Elon Musk asks Twitter users to vote on changes they want to see on the site
Twitter CEO Parag Agarwal cautions users to ‘vote carefully’

Tesla CEO Elon Musk, who has bought a multibillion-dollar stake in Twitter, has begun asking users what changes they would like to see on the microblogging site.

“Do you want an edit button?” he wrote on Twitter late on Monday, asking people to vote yes or no.

Twitter users have for years asked for an edit button as the platform does not allow any changes after a tweet is posted.

The poll came just hours after he disclosed a 9.2 per cent stake in the company, worth nearly $3bn, making him the micro-blogging site’s largest shareholder and triggering a rise of more than 27 per cent in the company’s shares.

According to a Securities and Exchange Commission filing published on Monday, Musk owns 73,486,938 Twitter shares.

Reacting to the poll, Twitter’s chief executive officer Parag Agarwal cautioned users to “vote carefully”.

“The consequences of this poll will be important. Please vote carefully,” Mr Agarwal said, repeating Musk’s statement from a few days ago when he first began questioning Twitter’s commitment to free speech.

Mr Musk is one of Twitter’s most popular users, with more than 80 million followers. He is also particularly prolific, using his account to share memes as well as update on his life and his companies.

Those tweets have however caused problems for Mr Musk in the past.

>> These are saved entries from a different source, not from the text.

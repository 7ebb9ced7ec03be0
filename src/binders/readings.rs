//! Readings history table

use crate::binders::{require_region, BindError};
use crate::models::Reading;
use crate::surface::{regions, Element, Surface};
use crate::utils::{format_humidity, format_temperature};

pub const NAME: &str = "readings table";

pub const NO_READINGS_TEXT: &str = "No hay mediciones registradas.";
pub const COLUMN_COUNT: usize = 5;

/// Replace the table body with one row per reading, in input order
pub fn render<S: Surface + ?Sized>(surface: &mut S, readings: &[Reading]) -> Result<(), BindError> {
    let tbody = require_region(surface, NAME, regions::TABLA_MEDICIONES)?;
    tbody.clear_children();

    if readings.is_empty() {
        let cell = Element::new("td")
            .with_attr("colspan", &COLUMN_COUNT.to_string())
            .with_text(NO_READINGS_TEXT);
        tbody.append_child(Element::new("tr").with_child(cell));
        return Ok(());
    }

    for reading in readings {
        tbody.append_child(reading_row(reading));
    }

    Ok(())
}

fn reading_row(reading: &Reading) -> Element {
    let cells = [
        reading.timestamp.clone(),
        format_temperature(reading.temperature_c),
        format_humidity(reading.humidity_pct),
        reading.air_quality_index.to_string(),
        reading.quality.to_string(),
    ];

    cells.iter().fold(Element::new("tr"), |row, value| {
        row.with_child(Element::new("td").with_text(value))
    })
}

#[cfg(test)]
mod tests {
    use super::*;
    use crate::surface::Document;

    fn rows(doc: &Document) -> Vec<Vec<String>> {
        doc.region(regions::TABLA_MEDICIONES)
            .map(|tbody| {
                tbody
                    .child_elements()
                    .map(|row| row.child_elements().map(|cell| cell.text()).collect())
                    .collect()
            })
            .unwrap_or_default()
    }

    #[test]
    fn empty_table_has_one_spanning_cell() {
        let mut doc = Document::dashboard("Monitor");
        render(&mut doc, &[]).unwrap();

        let tbody = doc.region(regions::TABLA_MEDICIONES).unwrap();
        let row_list: Vec<&Element> = tbody.child_elements().collect();
        assert_eq!(row_list.len(), 1);

        let cells: Vec<&Element> = row_list[0].child_elements().collect();
        assert_eq!(cells.len(), 1);
        assert_eq!(cells[0].attr("colspan"), Some("5"));
        assert_eq!(cells[0].text(), NO_READINGS_TEXT);
    }

    #[test]
    fn rows_follow_input_order_with_formatting() {
        let mut doc = Document::dashboard("Monitor");
        let readings = vec![
            Reading::new("2025-12-26 08:00", 23.9, 52.0, 65, "Buena"),
            Reading::new("2025-12-26 06:30", 25.0, 58.5, 85, "Deficiente"),
        ];

        render(&mut doc, &readings).unwrap();

        assert_eq!(
            rows(&doc),
            vec![
                vec!["2025-12-26 08:00", "23.9", "52", "65", "Buena"],
                vec!["2025-12-26 06:30", "25.0", "59", "85", "Deficiente"],
            ]
        );
    }

    #[test]
    fn rerender_leaves_no_residual_rows() {
        let mut doc = Document::dashboard("Monitor");
        let first = vec![
            Reading::new("a", 23.9, 52.0, 65, "Buena"),
            Reading::new("b", 23.5, 50.0, 60, "Buena"),
            Reading::new("c", 24.2, 53.0, 70, "Moderada"),
        ];
        render(&mut doc, &first).unwrap();
        render(&mut doc, &[Reading::new("d", 21.0, 40.0, 30, "Buena")]).unwrap();

        assert_eq!(rows(&doc), vec![vec!["d", "21.0", "40", "30", "Buena"]]);
    }

    #[test]
    fn timestamp_is_escaped() {
        let mut doc = Document::dashboard("Monitor");
        render(&mut doc, &[Reading::new("<script>", 20.0, 40.0, 10, "Buena")]).unwrap();
        let html = doc.to_html();
        assert!(html.contains("<td>&lt;script&gt;</td>"));
    }

    #[test]
    fn missing_tbody_is_reported() {
        let mut doc = Document::from_root(Element::new("table"));
        let result = render(&mut doc, &[]);
        assert!(matches!(
            result,
            Err(BindError::MissingRegion {
                region: regions::TABLA_MEDICIONES,
                ..
            })
        ));
    }
}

In 2018, for instance, he tweeted that Tesla would go private – starting a period that saw him investigated by the SEC as well as the loss of his position as chair of the company.

In recent weeks, Mr Musk has used his account to post about Twitter itself, and the rules that govern it.

On 24 March, he tweeted about being “worried about de facto bias in ‘the Twitter algorithm’ having a major effect on public discourse”, and shared a poll inviting his followers to vote on whether that algorithm should be open source.

A day later, he tweeted that “free speech is essential to a functioning democracy”, and polled his followers on whether they thought “Twitter rigorously adheres to this principle”. After 70.4 per cent of respondents voted that it did not, he asked followers “what should be done?”

He had at that time urged users to vote “carefully” as the “consequences of this poll will be important”.